Work request:
Starting at the top of the entries below, print each line exactly until the line with "id, name, and" has been printed too.

________________________________________

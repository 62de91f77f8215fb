/// Replacement picture node generation.
///
/// Image replacement detaches the old picture node and attaches a fresh one
/// at the same tree position, carrying over the old shape's id, name, and
/// bounding box so the new image occupies exactly the template's frame and
/// later lookups still find the slot by name.
use crate::common::xml::escape_xml;
use crate::pptx::shapes::shape::Geometry;
use std::fmt::Write as FmtWrite;

/// Build a `<p:pic>` node filling `geometry` with the image behind `rel_id`.
pub fn picture_xml(shape_id: u32, name: &str, rel_id: &str, geometry: Geometry) -> Vec<u8> {
    let mut xml = String::with_capacity(512);

    xml.push_str("<p:pic>");

    xml.push_str("<p:nvPicPr>");
    let _ = write!(
        xml,
        r#"<p:cNvPr id="{}" name="{}"/>"#,
        shape_id,
        escape_xml(name)
    );
    xml.push_str(r#"<p:cNvPicPr><a:picLocks noChangeAspect="1"/></p:cNvPicPr>"#);
    xml.push_str("<p:nvPr/>");
    xml.push_str("</p:nvPicPr>");

    xml.push_str("<p:blipFill>");
    let _ = write!(xml, r#"<a:blip r:embed="{}"/>"#, escape_xml(rel_id));
    xml.push_str("<a:stretch><a:fillRect/></a:stretch>");
    xml.push_str("</p:blipFill>");

    xml.push_str("<p:spPr>");
    xml.push_str("<a:xfrm>");
    let _ = write!(xml, r#"<a:off x="{}" y="{}"/>"#, geometry.x, geometry.y);
    let _ = write!(xml, r#"<a:ext cx="{}" cy="{}"/>"#, geometry.cx, geometry.cy);
    xml.push_str("</a:xfrm>");
    xml.push_str(r#"<a:prstGeom prst="rect"><a:avLst/></a:prstGeom>"#);
    xml.push_str("</p:spPr>");

    xml.push_str("</p:pic>");

    xml.into_bytes()
}

#[cfg(test)]
mod tests {
    use super::*;
    use crate::pptx::shapes::shape::{Shape, ShapeKind};

    #[test]
    fn test_picture_node_round_trips_identity() {
        let geometry = Geometry {
            x: 100,
            y: 200,
            cx: 300,
            cy: 400,
        };
        let xml = picture_xml(7, "Image1", "rId12", geometry);

        let shape = Shape::parse(xml).unwrap();
        assert_eq!(shape.kind(), ShapeKind::Picture);
        assert_eq!(shape.id(), 7);
        assert_eq!(shape.name(), "Image1");
        assert_eq!(shape.geometry(), geometry);
        assert_eq!(shape.blip_rid().as_deref(), Some("rId12"));
    }

    #[test]
    fn test_name_is_escaped() {
        let xml = picture_xml(1, "Logo \"A\" & co", "rId1", Geometry::default());
        let text = String::from_utf8(xml).unwrap();
        assert!(text.contains("Logo &quot;A&quot; &amp; co"));
    }
}
//! Physical package access: the ZIP archive beneath an OPC package.
//!
//! Reading decompresses every member up front into an ordered list; package
//! sizes here are presentation templates, small enough that lazy
//! decompression buys nothing. Writing streams members back out with
//! Deflate compression.

use crate::opc::error::Result;
use crate::opc::packuri::PackURI;
use std::io::{Cursor, Read, Write};
use zip::write::SimpleFileOptions;
use zip::{CompressionMethod, ZipArchive, ZipWriter};

/// Reader over the members of a ZIP-based OPC package.
pub struct PhysPkgReader {
    members: Vec<(String, Vec<u8>)>,
}

impl PhysPkgReader {
    /// Decompress all members of the archive in `data`.
    pub fn from_bytes(data: &[u8]) -> Result<Self> {
        let mut archive = ZipArchive::new(Cursor::new(data))?;
        let mut members = Vec::with_capacity(archive.len());

        for index in 0..archive.len() {
            let mut file = archive.by_index(index)?;
            if file.is_dir() {
                continue;
            }
            let mut blob = Vec::with_capacity(file.size() as usize);
            file.read_to_end(&mut blob)?;
            members.push((file.name().to_string(), blob));
        }

        Ok(Self { members })
    }

    /// Iterate over `(membername, blob)` pairs in archive order.
    pub fn iter(&self) -> impl Iterator<Item = (&str, &[u8])> {
        self.members
            .iter()
            .map(|(name, blob)| (name.as_str(), blob.as_slice()))
    }

    /// The blob for a specific partname, if present.
    pub fn blob_for(&self, pack_uri: &PackURI) -> Option<&[u8]> {
        let membername = pack_uri.membername();
        self.members
            .iter()
            .find(|(name, _)| name == membername)
            .map(|(_, blob)| blob.as_slice())
    }

    /// Number of members in the package.
    pub fn len(&self) -> usize {
        self.members.len()
    }

    pub fn is_empty(&self) -> bool {
        self.members.is_empty()
    }
}

/// Writer that assembles an OPC package into an in-memory ZIP archive.
pub struct PhysPkgWriter {
    archive: ZipWriter<Cursor<Vec<u8>>>,
}

impl PhysPkgWriter {
    /// Create a writer backed by an in-memory buffer.
    pub fn new() -> Self {
        Self {
            archive: ZipWriter::new(Cursor::new(Vec::new())),
        }
    }

    /// Write one member with Deflate compression.
    pub fn write(&mut self, pack_uri: &PackURI, blob: &[u8]) -> Result<()> {
        let options =
            SimpleFileOptions::default().compression_method(CompressionMethod::Deflated);
        self.archive.start_file(pack_uri.membername(), options)?;
        self.archive.write_all(blob)?;
        Ok(())
    }

    /// Finish writing and return the package bytes.
    pub fn finish(self) -> Result<Vec<u8>> {
        let cursor = self.archive.finish()?;
        Ok(cursor.into_inner())
    }
}

impl Default for PhysPkgWriter {
    fn default() -> Self {
        Self::new()
    }
}

#[cfg(test)]
mod tests {
    use super::*;

    #[test]
    fn test_round_trip() {
        let mut writer = PhysPkgWriter::new();
        let uri = PackURI::new("/ppt/slides/slide1.xml").unwrap();
        writer.write(&uri, b"<p:sld/>").unwrap();
        let bytes = writer.finish().unwrap();

        let reader = PhysPkgReader::from_bytes(&bytes).unwrap();
        assert_eq!(reader.len(), 1);
        assert_eq!(reader.blob_for(&uri), Some(&b"<p:sld/>"[..]));
    }

    #[test]
    fn test_missing_member() {
        let mut writer = PhysPkgWriter::new();
        writer
            .write(&PackURI::new("/a.xml").unwrap(), b"<a/>")
            .unwrap();
        let bytes = writer.finish().unwrap();

        let reader = PhysPkgReader::from_bytes(&bytes).unwrap();
        assert!(reader.blob_for(&PackURI::new("/b.xml").unwrap()).is_none());
    }
}
//! Image download with a bounded timeout.
//!
//! Fetch failures are recoverable by contract: a mutation whose image
//! cannot be downloaded proceeds without it and leaves the template's
//! original picture untouched.

use std::time::Duration;
use thiserror::Error;

/// Hard ceiling on any single image download.
pub const FETCH_TIMEOUT: Duration = Duration::from_secs(10);

/// Why an image could not be fetched.
#[derive(Error, Debug)]
pub enum FetchError {
    /// Network failure, DNS error, or timeout
    #[error("image request failed: {0}")]
    Transport(String),

    /// Responded, but not with a success status
    #[error("image request returned status {0}")]
    Status(u16),
}

/// Resolves an image reference to its bytes.
///
/// The engine takes this as an injected dependency so orchestration code
/// and tests can substitute their own resolution (or none at all).
pub trait ImageFetcher {
    fn fetch(&self, url: &str) -> Result<Vec<u8>, FetchError>;
}

/// HTTP fetcher backed by a blocking reqwest client.
pub struct HttpImageFetcher {
    client: reqwest::blocking::Client,
}

impl HttpImageFetcher {
    /// Build a fetcher with the engine's fixed timeout.
    pub fn new() -> Result<Self, FetchError> {
        let client = reqwest::blocking::Client::builder()
            .timeout(FETCH_TIMEOUT)
            .build()
            .map_err(|e| FetchError::Transport(e.to_string()))?;
        Ok(Self { client })
    }
}

impl ImageFetcher for HttpImageFetcher {
    fn fetch(&self, url: &str) -> Result<Vec<u8>, FetchError> {
        let response = self
            .client
            .get(url)
            .send()
            .map_err(|e| FetchError::Transport(e.to_string()))?;

        let status = response.status();
        if !status.is_success() {
            return Err(FetchError::Status(status.as_u16()));
        }

        response
            .bytes()
            .map(|bytes| bytes.to_vec())
            .map_err(|e| FetchError::Transport(e.to_string()))
    }
}

#[cfg(test)]
pub(crate) mod stubs {
    use super::*;
    use std::collections::HashMap;

    /// Fetcher that serves a fixed URL → bytes map; everything else is
    /// unreachable.
    pub(crate) struct MapFetcher {
        responses: HashMap<String, Vec<u8>>,
    }

    impl MapFetcher {
        pub(crate) fn new(responses: impl IntoIterator<Item = (String, Vec<u8>)>) -> Self {
            Self {
                responses: responses.into_iter().collect(),
            }
        }

        pub(crate) fn empty() -> Self {
            Self::new([])
        }
    }

    impl ImageFetcher for MapFetcher {
        fn fetch(&self, url: &str) -> Result<Vec<u8>, FetchError> {
            self.responses
                .get(url)
                .cloned()
                .ok_or_else(|| FetchError::Transport(format!("unreachable host: {url}")))
        }
    }
}
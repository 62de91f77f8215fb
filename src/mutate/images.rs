//! Image gallery slide mutation.
//!
//! Walks the URL list positionally: `Image{i}` gets the downloaded
//! picture, `Header{i}` and `Description{i}` the matching caption text.
//! Headers and descriptions shorter than the image list simply leave the
//! remaining slots untouched.

use crate::content::ImagesContent;
use crate::fetch::ImageFetcher;
use crate::mutate::{
    MutationError, edit_slot_text, load_target, replace_picture_slot, set_slot_text,
};
use crate::pptx::document::Document;
use crate::resolve::{SlotRule, SlotTarget};
use log::warn;

pub(crate) fn apply(
    doc: &mut Document,
    content: &ImagesContent,
    fetcher: &dyn ImageFetcher,
) -> Result<(), MutationError> {
    let mut slide = load_target(doc, content.slide_number)?;

    set_slot_text(
        &mut slide,
        &SlotRule::contains("title", SlotTarget::Text),
        &content.title,
        None,
    )?;

    for (index, url) in content.images.iter().enumerate() {
        let slot = index + 1;

        match fetcher.fetch(url) {
            Ok(bytes) => {
                replace_picture_slot(
                    doc,
                    &mut slide,
                    &SlotRule::indexed_keywords(&["Image", "picture"], slot, SlotTarget::Picture),
                    bytes,
                )?;
            },
            Err(e) => warn!("image fetch failed for {url}: {e}; keeping template image"),
        }

        if let Some(header) = content.headers.get(index).filter(|h| !h.is_empty()) {
            edit_slot_text(
                &mut slide,
                &SlotRule::indexed("Header", slot, SlotTarget::Text),
                |body| {
                    body.set_text(header);
                    body.bold_all(true);
                },
            )?;
        }

        if let Some(description) = content.descriptions.get(index).filter(|d| !d.is_empty()) {
            set_slot_text(
                &mut slide,
                &SlotRule::indexed_keywords(&["Description", "desc"], slot, SlotTarget::Text),
                description,
                None,
            )?;
        }
    }

    doc.store_slide(slide)?;
    Ok(())
}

________________________________________

Task output:
repository 62de91f77f8215fb
/// Replacement picture node generation.
///
/// Image replacement detaches the old picture node and attaches a fresh one
/// at the same tree position, carrying over the old shape's id, name, and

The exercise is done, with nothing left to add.